I bit my lip, feeling like a goddamn schoolgirl who just got scolded, my cheeks burning and my chest tight.
Cognac irises kept me captive as he approached me with slow, calculated steps. There was something unsettling in the way he looked at me, something sinister and dark—his expression guarded.
I crossed my arms, rubbing a shoulder with my palm. Maybe it was a way to protect myself from what was to come. As if I knew that whatever he was about to tell me would rock the very foundation of the life I’d lived until now.
One more step, and he stilled in front of me. His scent enveloped me while his lustrous amber eyes dared me to ask the question he was burning to answer.
“Do you know. What. I. Am?”
I licked my lips, my mouth suddenly dry. “No,” I whispered, hating that I sounded so scared. Vulnerable. Weak. But I bet he fucking loved it.

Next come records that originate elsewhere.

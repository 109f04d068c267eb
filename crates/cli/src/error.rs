// SPDX-License-Identifier: BUSL-1.1
// Copyright (c) 2026 Alfred Jean LLC

//! User-friendly error display with context and suggestions.

use relay_adapters::RemoteError;
use relay_core::{ConfigError, MappingError};
use relay_engine::BackendError;
use std::fmt;
use std::path::Path;

/// Error with context and recovery suggestions for user-friendly display.
#[derive(Debug)]
pub struct RelayError {
    /// What went wrong
    pub message: String,
    /// Why it might have happened
    pub context: Vec<String>,
    /// How to fix it
    pub suggestions: Vec<String>,
    /// Original error if any
    pub source: Option<Box<dyn std::error::Error + Send + Sync>>,
}

impl RelayError {
    pub fn new(message: impl Into<String>) -> Self {
        Self {
            message: message.into(),
            context: Vec::new(),
            suggestions: Vec::new(),
            source: None,
        }
    }

    pub fn with_context(mut self, ctx: impl Into<String>) -> Self {
        self.context.push(ctx.into());
        self
    }

    pub fn with_suggestion(mut self, suggestion: impl Into<String>) -> Self {
        self.suggestions.push(suggestion.into());
        self
    }

    pub fn with_source<E: std::error::Error + Send + Sync + 'static>(mut self, source: E) -> Self {
        self.source = Some(Box::new(source));
        self
    }

    /// The backend configuration could not be loaded
    pub fn config(path: &Path, err: ConfigError) -> Self {
        let suggestion = match &err {
            ConfigError::Missing(_) => format!(
                "Set it in {} or through RELAY_HOSTNAME / RELAY_ORGANIZATION",
                path.display()
            ),
            ConfigError::ConflictingWorkspaceMapping(_) => {
                "Keep exactly one of name, prefix or tags in [backend.workspaces]".to_string()
            }
            _ => format!("Check the syntax of {}", path.display()),
        };
        RelayError::new(format!("invalid configuration: {}", err))
            .with_context(format!("Configuration file: {}", path.display()))
            .with_suggestion(suggestion)
            .with_source(err)
    }
}

impl From<BackendError> for RelayError {
    fn from(err: BackendError) -> Self {
        let relay = RelayError::new(err.to_string());
        let relay = match &err {
            BackendError::UnsupportedWorkspaceOperation(MappingError::NoMapping) => relay
                .with_suggestion(
                    "Add a [backend.workspaces] table with name, prefix or tags to relay.toml",
                ),
            BackendError::UnsupportedWorkspaceOperation(MappingError::DefaultNotSupported {
                ..
            }) => relay
                .with_context("Remote workspaces are selected by name here")
                .with_suggestion("Select a workspace with --workspace <name>"),
            BackendError::UnsupportedWorkspaceOperation(MappingError::NamedOnly {
                bound, ..
            }) => relay.with_suggestion(format!(
                "Omit --workspace or pass --workspace {}",
                bound
            )),
            BackendError::Remote(RemoteError::Unauthorized(_)) => relay
                .with_context("The service rejected the configured token")
                .with_suggestion("Set RELAY_TOKEN or backend.token in relay.toml"),
            _ => relay,
        };
        relay.with_source(err)
    }
}

impl fmt::Display for RelayError {
    fn fmt(&self, f: &mut fmt::Formatter<'_>) -> fmt::Result {
        writeln!(f, "error: {}", self.message)?;

        if !self.context.is_empty() {
            writeln!(f)?;
            for ctx in &self.context {
                writeln!(f, "  -> {}", ctx)?;
            }
        }

        if !self.suggestions.is_empty() {
            writeln!(f)?;
            writeln!(f, "suggestions:")?;
            for (i, suggestion) in self.suggestions.iter().enumerate() {
                writeln!(f, "  {}. {}", i + 1, suggestion)?;
            }
        }

        Ok(())
    }
}

impl std::error::Error for RelayError {
    fn source(&self) -> Option<&(dyn std::error::Error + 'static)> {
        self.source
            .as_ref()
            .map(|e| e.as_ref() as &(dyn std::error::Error + 'static))
    }
}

“I’m a master.” He inched forward, and I moved back, hating that his heavy presence penetrated my space, taking control.
Dominating.
My back hit the wall, and I shut my eyes—trapped between the devil and the gates of hell. Air swooshed from my lungs as he placed his hands above my shoulders at either side of my head, cocooning me in, leaving me trapped with him entirely in control of whatever move I made.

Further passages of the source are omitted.